The icy but affecting German drama Before The Fall takes place largely in a "Napola," a rigorous academy for Nazi Germany's elite soldiers and athletes, designed to train the country's next generation of political and military leaders. The Napola school seems equally designed to single out and punish freethinkers and the weak, to ferret out poets, bed-wetters, and sensitive, delicate souls who let their consciences get in the way of blind obedience to authority. It's a system so ruthlessly efficient and efficiently ruthless that it doesn't even have to go about the dirty business of destroying non-conformists directly. All it has to do is create an appropriately unbearable climate of fear, shame, and intimidation, then provide those who either can't or won't get with the program with the means to destroy themselves. A sort of cross between A Separate Peace and Full Metal Jacket, Before The Fall is a coming-of-age story about a working-class boxer who over the course of the film evolves from a blind follower to a man of conscience.
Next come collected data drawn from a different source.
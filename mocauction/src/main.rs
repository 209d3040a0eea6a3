use clap::Parser as _;
use mocauction::BaseArgs;

pub fn main() -> anyhow::Result<()> {
    let args = BaseArgs::parse();
    args.evaluate()
}
use clap::Args;
use std::{
    fs::File,
    io::{BufReader, BufWriter, Read, Write, stdin, stdout},
    path::PathBuf,
    str::FromStr,
};

// Both subcommands have a notion of input and output.
// This struct standardizes their implementation.
#[derive(Args)]
pub struct IOArgs {
    /// The auction JSON file ("-" implies stdin)
    #[arg(value_parser = clap::value_parser!(PathOrStd))]
    input: PathOrStd,

    /// The output file ("-" implies stdout)
    #[arg(short, long, default_value = "-", value_parser = clap::value_parser!(PathOrStd))]
    output: PathOrStd,
}

impl IOArgs {
    pub fn read(&self) -> anyhow::Result<Box<dyn Read>> {
        match &self.input {
            PathOrStd::Path(path) => Ok(Box::new(BufReader::new(File::open(path)?))),
            PathOrStd::Std => Ok(Box::new(stdin().lock())),
        }
    }

    pub fn write(&self) -> anyhow::Result<Box<dyn Write>> {
        match &self.output {
            PathOrStd::Path(path) => Ok(Box::new(BufWriter::new(File::create(path)?))),
            PathOrStd::Std => Ok(Box::new(stdout().lock())),
        }
    }
}

#[derive(Clone)]
enum PathOrStd {
    Path(PathBuf),
    Std,
}

impl FromStr for PathOrStd {
    type Err = <PathBuf as FromStr>::Err;

    fn from_str(s: &str) -> Result<Self, Self::Err> {
        if s == "-" {
            Ok(Self::Std)
        } else {
            Ok(Self::Path(s.parse()?))
        }
    }
}
//! `valves`: most pressure released before the deadline.

use std::path::PathBuf;

use anyhow::Result;

use trailhead_lib::{max_pressure, AnswerSummary, ValveNetwork};

use super::{emit, load_inputs, solve_all, RunOptions};

/// Handle the valves subcommand.
pub fn handle_valves(
    files: &[PathBuf],
    start: &str,
    minutes: u32,
    options: &RunOptions,
) -> Result<()> {
    let inputs = load_inputs(files, ValveNetwork::parse)?;
    let limits = options.limits;

    let report = solve_all(&inputs, |input| {
        let plan = max_pressure(&input.value, start, minutes, limits)?;
        Ok(AnswerSummary::from_pressure(input.source.as_str(), &plan))
    })?;
    emit(&report, options)
}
The strapping Max Riemelt stars as the pugilist, a plucky youth who defies his father to attend a prestigious academy in an old gothic castle. There, he befriends Tom Schilling, the small, fair-featured, poetry-writing son of a brutish Nazi officer. Schilling awakens within Riemelt a growing sense of horror at the unyielding, inhuman brutality of the Nazi mindset, and that sense takes on a new urgency after the students are ordered to hunt down escaped Russian POWs who turn out to be mere unarmed children.

Before The Fall is filmed largely in epic long shots that emphasize the fascist focus on brute collective will over individual needs and emotions. It's an emotionally chilly movie with a blank, inexpressive protagonist, but it gains cumulative force en route to a viscerally moving climax in which Riemelt learns that being weak and unworthy in the eyes of the Third Reich paradoxically requires enormous strength and conviction.